Il s’était battu. Il avait mis sa vie en danger pour eux ; en dernier ressort, il avait mené à bien quelques actions désespérées d’arrière-garde, en essayant de leur dire ce qu’il fallait faire. Mais ils l’avaient écouté trop tard, et, quand ils s’étaient décidés à lui confier un tant soit peu de pouvoir, la guerre était déjà pratiquement perdue. Mais voilà, ils étaient comme ça ; c’étaient eux qui commandaient, et s’ils provoquaient la disparition totale de leur civilisation pour avoir prétendu savoir forcément mieux faire la guerre que le plus expérimenté des manants ou des outsiders, alors il n’y avait pas que de l’injustice là-dedans. En fin de compte, tout s’équilibrait. Et si cela voulait dire qu’ils devaient mourir… eh bien, qu’ils meurent !
D’ici là, en faisant durer les provisions, que pouvait-on souhaiter de mieux ? Plus d’interminables marches dans le froid, plus de marécages pompeusement baptisés « camps », plus de latrines à ciel ouvert, plus de cette terre brûlée à laquelle on s’efforce d’arracher un repas. Bien sûr, il ne se passait pas grand-chose, et l’envie d’action finirait sans doute par le démanger ; mais cet inconvénient n’était rien à côté de l’opportunité qui lui était offerte : l’opportunité de calmer les démangeaisons d’une autre nature qu’éprouvaient les quelques dames de la noblesse également prisonnières du château assiégé.
Quoi qu’il en fût, il savait au fond du cœur qu’on peut parfois ressentir un certain plaisir à ne pas être écouté. Le pouvoir entraîne la responsabilité. Un conseil non suivi peut presque toujours s’avérer judicieux et, quel que soit le plan choisi, il y a toujours du sang dans son déroulement ; mieux valait que ce soit eux qui l’aient sur les mains. Le bon soldat faisait ce qu’on lui disait de faire et, s’il n’était pas trop bête, ne se portait jamais volontaire pour rien ; surtout pas pour une promotion.
— Ah, fit Keiver en se balançant dans son siège de porcelaine, nous avons trouvé d’autres semis d’herbe, aujourd’hui.
— Ah, très bien !
— Oui, en effet.
La plupart des cours, jardins et patios étaient d’ores et déjà convertis en pâturages ; on avait également fait tomber le toit de quelques salles, parmi les moins intéressantes sur le plan architectural, afin d’y planter de l’herbe. À supposer que l’ensemble n’explose pas en mille morceaux entre-temps, ils seraient en mesure (du moins en théorie) de nourrir indéfiniment un quart de la garnison du château.
Keiver frissonna et resserra son manteau autour de ses jambes.
— Dommage qu’il fasse si froid dans ce vieux trou, hein, Zakalwe ?
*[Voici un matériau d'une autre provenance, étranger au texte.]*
#[tokio::test]
async fn formatted_amounts_are_cleaned_before_saving() {
    let store = seeded_store().await;
    let controller = controller(store.clone());
    let ctx = ctx();

    let loaded = controller.load(&ctx, TAXED_LINE).await.unwrap();
    let outcome = controller
        .process(
            &ctx,
            &loaded,
            submission(&[
                ("financial_type_id", "2"),
                ("label", "T-shirt"),
                ("qty", "1"),
                ("unit_price", "1,234.50"),
                ("line_total", "1,234.50"),
                ("tax_amount", "123.45"),
            ]),
        )
        .await
        .unwrap();

    assert_eq!(outcome.line_item.line_total, dec!(1234.50));
    assert_eq!(outcome.line_item.unit_price, dec!(1234.50));
    assert_eq!(outcome.line_item.tax_amount, Some(dec!(123.45)));
    assert_eq!(outcome.balance_amount, dec!(1134.50));

    // 1234.50 + 123.45 tax + 15 from the other line.
    assert_eq!(outcome.adjustment.total_amount, dec!(1372.95));
    assert_eq!(outcome.adjustment.tax_amount, dec!(123.45));
    assert_eq!(outcome.adjustment.contribution_status, "partially_paid");

    let trxn = outcome.adjustment.trxn.expect("trxn posted");
    assert_eq!(trxn.total_amount, dec!(1247.95));
    assert!(!trxn.is_test);

    let items = store.financial_items().await;
    let line_delta: Decimal = items.iter().filter(|i| !i.is_tax).map(|i| i.amount).sum();
    let tax_delta: Decimal = items.iter().filter(|i| i.is_tax).map(|i| i.amount).sum();
    assert_eq!(line_delta, dec!(1134.50));
    assert_eq!(tax_delta, dec!(113.45));

    assert!(outcome.dependent.is_none());
    assert!(outcome.update_tabs.is_empty());
}
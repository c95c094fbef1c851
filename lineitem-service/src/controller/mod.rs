//! Form controllers.

mod dependents;
mod line_item_edit;

pub use dependents::{fee_level_summary, format_quantity, DependentUpdate};
pub use line_item_edit::{LineItemEditController, LineItemValues, LoadedLineItem, SubmitOutcome};

use service_core::error::AppError;

/// Parse a request id that must be a positive integer.
pub fn parse_positive_id(raw: &str) -> Result<i64, AppError> {
    match raw.trim().parse::<i64>() {
        Ok(id) if id > 0 => Ok(id),
        _ => Err(AppError::BadRequest(anyhow::anyhow!(
            "Invalid id '{}': expected a positive integer",
            raw
        ))),
    }
}
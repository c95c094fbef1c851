//! Line item model for lineitem-service.

use rust_decimal::Decimal;
use serde::{Deserialize, Serialize};
use sqlx::FromRow;

/// Table owning a line item.
#[derive(Debug, Clone, Copy, PartialEq, Eq, Hash, Serialize, Deserialize)]
pub enum EntityTable {
    #[serde(rename = "civicrm_contribution")]
    Contribution,
    #[serde(rename = "civicrm_membership")]
    Membership,
    #[serde(rename = "civicrm_participant")]
    Participant,
}

impl EntityTable {
    pub fn as_str(&self) -> &'static str {
        match self {
            EntityTable::Contribution => "civicrm_contribution",
            EntityTable::Membership => "civicrm_membership",
            EntityTable::Participant => "civicrm_participant",
        }
    }

    pub fn from_string(s: &str) -> Option<Self> {
        match s {
            "civicrm_contribution" => Some(EntityTable::Contribution),
            "civicrm_membership" => Some(EntityTable::Membership),
            "civicrm_participant" => Some(EntityTable::Participant),
            _ => None,
        }
    }

    /// Contact summary tab showing records of this kind, if any.
    pub fn tab_selector(&self) -> Option<&'static str> {
        match self {
            EntityTable::Contribution => None,
            EntityTable::Membership => Some("#tab_member"),
            EntityTable::Participant => Some("#tab_participant"),
        }
    }
}

impl std::fmt::Display for EntityTable {
    fn fmt(&self, f: &mut std::fmt::Formatter<'_>) -> std::fmt::Result {
        write!(f, "{}", self.as_str())
    }
}

/// Priced component of a contribution, membership or event registration.
#[derive(Debug, Clone, PartialEq, Serialize, Deserialize, FromRow)]
pub struct LineItem {
    pub id: i64,
    pub contribution_id: i64,
    pub entity_table: String,
    pub entity_id: i64,
    pub price_field_id: i64,
    pub price_field_value_id: Option<i64>,
    pub financial_type_id: i64,
    pub label: String,
    pub qty: Decimal,
    pub unit_price: Decimal,
    pub line_total: Decimal,
    pub tax_amount: Option<Decimal>,
}

impl LineItem {
    /// Get parsed owning table.
    pub fn parsed_entity_table(&self) -> Option<EntityTable> {
        EntityTable::from_string(&self.entity_table)
    }

    /// Tax amount, treating a missing value as zero.
    pub fn tax_or_zero(&self) -> Decimal {
        self.tax_amount.unwrap_or(Decimal::ZERO)
    }

    /// Line total plus tax.
    pub fn gross_total(&self) -> Decimal {
        self.line_total + self.tax_or_zero()
    }
}

/// Fields written back by a manual edit.
#[derive(Debug, Clone, PartialEq)]
pub struct UpdateLineItem {
    pub id: i64,
    pub financial_type_id: i64,
    pub label: String,
    pub qty: Decimal,
    pub unit_price: Decimal,
    pub line_total: Decimal,
    pub tax_amount: Decimal,
}

impl UpdateLineItem {
    pub fn apply_to(&self, item: &mut LineItem) {
        item.financial_type_id = self.financial_type_id;
        item.label = self.label.clone();
        item.qty = self.qty;
        item.unit_price = self.unit_price;
        item.line_total = self.line_total;
        item.tax_amount = Some(self.tax_amount);
    }
}
//! Prometheus metrics for lineitem-service.

use once_cell::sync::Lazy;
use prometheus::{
    register_counter_vec, register_histogram_vec, CounterVec, HistogramVec, TextEncoder,
};
use service_core::middleware::metrics::{HTTP_REQUESTS_TOTAL, HTTP_REQUEST_DURATION};

/// Line item edits by owning table and outcome.
pub static LINE_ITEM_EDITS_TOTAL: Lazy<CounterVec> = Lazy::new(|| {
    register_counter_vec!(
        "lineitem_edits_total",
        "Total number of line item edits",
        &["entity_table", "outcome"] // success, invalid, error
    )
    .expect("Failed to register lineitem_edits_total")
});

/// Rejected submissions by field.
pub static VALIDATION_FAILURES_TOTAL: Lazy<CounterVec> = Lazy::new(|| {
    register_counter_vec!(
        "lineitem_validation_failures_total",
        "Total number of rejected line item submissions by field",
        &["field"]
    )
    .expect("Failed to register lineitem_validation_failures_total")
});

/// Absolute contribution adjustment amounts by currency.
pub static LEDGER_ADJUSTMENT_AMOUNT_TOTAL: Lazy<CounterVec> = Lazy::new(|| {
    register_counter_vec!(
        "lineitem_ledger_adjustment_amount_total",
        "Absolute contribution adjustment amount by currency",
        &["currency"]
    )
    .expect("Failed to register lineitem_ledger_adjustment_amount_total")
});

/// Dependent record updates by kind.
pub static DEPENDENT_UPDATES_TOTAL: Lazy<CounterVec> = Lazy::new(|| {
    register_counter_vec!(
        "lineitem_dependent_updates_total",
        "Total number of membership and participant updates",
        &["kind"] // membership, participant
    )
    .expect("Failed to register lineitem_dependent_updates_total")
});

/// Database query duration histogram.
pub static DB_QUERY_DURATION: Lazy<HistogramVec> = Lazy::new(|| {
    register_histogram_vec!(
        "lineitem_db_query_duration_seconds",
        "Database query duration in seconds",
        &["operation"],
        vec![0.001, 0.005, 0.01, 0.025, 0.05, 0.1, 0.25, 0.5, 1.0]
    )
    .expect("Failed to register db_query_duration")
});

/// Initialize all metrics (forces lazy initialization).
pub fn init_metrics() {
    Lazy::force(&HTTP_REQUESTS_TOTAL);
    Lazy::force(&HTTP_REQUEST_DURATION);
    Lazy::force(&LINE_ITEM_EDITS_TOTAL);
    Lazy::force(&VALIDATION_FAILURES_TOTAL);
    Lazy::force(&LEDGER_ADJUSTMENT_AMOUNT_TOTAL);
    Lazy::force(&DEPENDENT_UPDATES_TOTAL);
    Lazy::force(&DB_QUERY_DURATION);
}

/// Get metrics in Prometheus text format.
pub fn get_metrics() -> String {
    let encoder = TextEncoder::new();
    let metric_families = prometheus::gather();
    encoder
        .encode_to_string(&metric_families)
        .unwrap_or_default()
}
L’autre allait répondre quand, tout à fait à l’autre bout de la pièce, la porte s’entrebâilla.
Il empoigna son canon à plasma.
— Euh… tout va bien ? fit tout bas une voix de femme.
Il reposa son arme et sourit. Un petit visage pâle venait d’apparaître sur le seuil, encadré de longs cheveux noirs qui suivaient les contours du bois travaillé de la porte.
— Ah, Neinte ! s’exclama Keiver en se levant pour s’incliner profondément devant la jeune fille (authentique princesse !) qui était – théoriquement au moins, ce qui n’excluait pas la possibilité d’autres relations plus productives, voire plus lucratives, à l’avenir – sa pupille.
Il entendit le mercenaire dire à la jeune fille :
— Entrez donc.
(Maudit soit-il de toujours prendre l’initiative ; pour qui se prenait-il, celui-là ?)
La fille se coula dans la pièce en rassemblant ses jupes devant elle.